--- THE DATA ---

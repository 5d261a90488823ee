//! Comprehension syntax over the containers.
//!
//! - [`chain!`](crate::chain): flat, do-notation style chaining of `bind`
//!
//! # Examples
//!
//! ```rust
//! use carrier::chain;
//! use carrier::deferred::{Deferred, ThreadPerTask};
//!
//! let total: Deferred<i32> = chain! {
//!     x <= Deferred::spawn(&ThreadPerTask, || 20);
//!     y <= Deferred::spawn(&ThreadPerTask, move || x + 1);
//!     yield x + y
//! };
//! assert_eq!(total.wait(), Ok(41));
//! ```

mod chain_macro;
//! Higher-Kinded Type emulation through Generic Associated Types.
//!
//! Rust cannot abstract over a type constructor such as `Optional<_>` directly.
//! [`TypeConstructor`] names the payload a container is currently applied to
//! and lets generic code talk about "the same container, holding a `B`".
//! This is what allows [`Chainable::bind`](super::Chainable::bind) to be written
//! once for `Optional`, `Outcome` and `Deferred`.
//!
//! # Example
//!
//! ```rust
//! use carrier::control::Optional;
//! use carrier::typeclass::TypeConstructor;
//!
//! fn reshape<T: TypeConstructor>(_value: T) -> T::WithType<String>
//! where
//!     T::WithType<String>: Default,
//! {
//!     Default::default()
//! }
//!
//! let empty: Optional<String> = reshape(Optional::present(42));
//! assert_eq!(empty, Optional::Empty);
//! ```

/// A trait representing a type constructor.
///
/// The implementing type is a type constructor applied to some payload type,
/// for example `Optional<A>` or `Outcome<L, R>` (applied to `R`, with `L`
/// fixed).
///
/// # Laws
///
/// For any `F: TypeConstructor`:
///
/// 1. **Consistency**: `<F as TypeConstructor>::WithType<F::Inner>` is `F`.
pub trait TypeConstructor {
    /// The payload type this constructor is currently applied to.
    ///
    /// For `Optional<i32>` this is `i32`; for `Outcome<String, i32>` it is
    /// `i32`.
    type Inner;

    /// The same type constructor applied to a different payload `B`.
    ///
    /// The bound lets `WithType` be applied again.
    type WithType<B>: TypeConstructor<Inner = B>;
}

---
--- THE DATA ---

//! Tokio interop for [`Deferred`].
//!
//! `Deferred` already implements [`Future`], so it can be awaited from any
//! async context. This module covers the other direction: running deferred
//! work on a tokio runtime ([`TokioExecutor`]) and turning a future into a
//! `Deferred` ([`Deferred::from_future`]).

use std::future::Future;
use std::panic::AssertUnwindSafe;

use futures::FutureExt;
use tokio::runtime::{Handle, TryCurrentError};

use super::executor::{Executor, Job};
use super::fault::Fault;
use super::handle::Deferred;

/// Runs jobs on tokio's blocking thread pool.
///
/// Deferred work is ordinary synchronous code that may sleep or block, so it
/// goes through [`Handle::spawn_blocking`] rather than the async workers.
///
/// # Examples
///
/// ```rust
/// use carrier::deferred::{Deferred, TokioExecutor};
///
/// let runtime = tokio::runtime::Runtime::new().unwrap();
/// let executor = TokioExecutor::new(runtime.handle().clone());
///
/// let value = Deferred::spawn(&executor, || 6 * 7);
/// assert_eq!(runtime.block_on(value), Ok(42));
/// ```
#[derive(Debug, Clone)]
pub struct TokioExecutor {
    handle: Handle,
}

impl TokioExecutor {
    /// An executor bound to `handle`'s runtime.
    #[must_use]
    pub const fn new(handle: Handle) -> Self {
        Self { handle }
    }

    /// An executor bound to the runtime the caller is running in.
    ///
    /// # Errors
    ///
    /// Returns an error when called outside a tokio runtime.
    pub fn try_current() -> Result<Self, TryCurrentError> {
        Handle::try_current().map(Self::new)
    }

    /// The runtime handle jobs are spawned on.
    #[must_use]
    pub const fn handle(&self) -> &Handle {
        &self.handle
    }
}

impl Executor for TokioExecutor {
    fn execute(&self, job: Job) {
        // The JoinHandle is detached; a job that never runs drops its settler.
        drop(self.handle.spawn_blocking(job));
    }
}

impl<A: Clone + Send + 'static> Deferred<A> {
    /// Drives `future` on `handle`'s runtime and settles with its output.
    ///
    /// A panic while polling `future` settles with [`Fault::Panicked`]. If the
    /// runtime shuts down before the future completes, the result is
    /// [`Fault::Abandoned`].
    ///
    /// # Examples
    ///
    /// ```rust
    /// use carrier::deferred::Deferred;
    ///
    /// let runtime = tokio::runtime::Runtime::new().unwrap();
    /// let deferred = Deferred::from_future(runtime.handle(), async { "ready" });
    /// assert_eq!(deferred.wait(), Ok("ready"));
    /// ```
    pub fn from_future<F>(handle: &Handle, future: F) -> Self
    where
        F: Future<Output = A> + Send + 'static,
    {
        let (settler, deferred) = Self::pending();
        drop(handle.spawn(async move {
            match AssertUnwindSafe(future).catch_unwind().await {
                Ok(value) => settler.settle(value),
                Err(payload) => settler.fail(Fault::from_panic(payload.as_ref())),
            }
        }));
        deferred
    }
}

---

- PROBLEM REQUIREMENTS:
Taking the entries above, restate exactly those lines that fall between the line with "repository 5d261a90488823ee" and the line with "mod chain_macro;", keeping both of those lines too.

- EXERCISE RESPONSE:
repository 5d261a90488823ee
//! Comprehension syntax over the containers.
//!
//! - [`chain!`](crate::chain): flat, do-notation style chaining of `bind`
//!
//! # Examples
//!
//! ```rust
//! use carrier::chain;
//! use carrier::deferred::{Deferred, ThreadPerTask};
//!
//! let total: Deferred<i32> = chain! {
//!     x <= Deferred::spawn(&ThreadPerTask, || 20);
//!     y <= Deferred::spawn(&ThreadPerTask, move || x + 1);
//!     yield x + y
//! };
//! assert_eq!(total.wait(), Ok(41));
//! ```

mod chain_macro;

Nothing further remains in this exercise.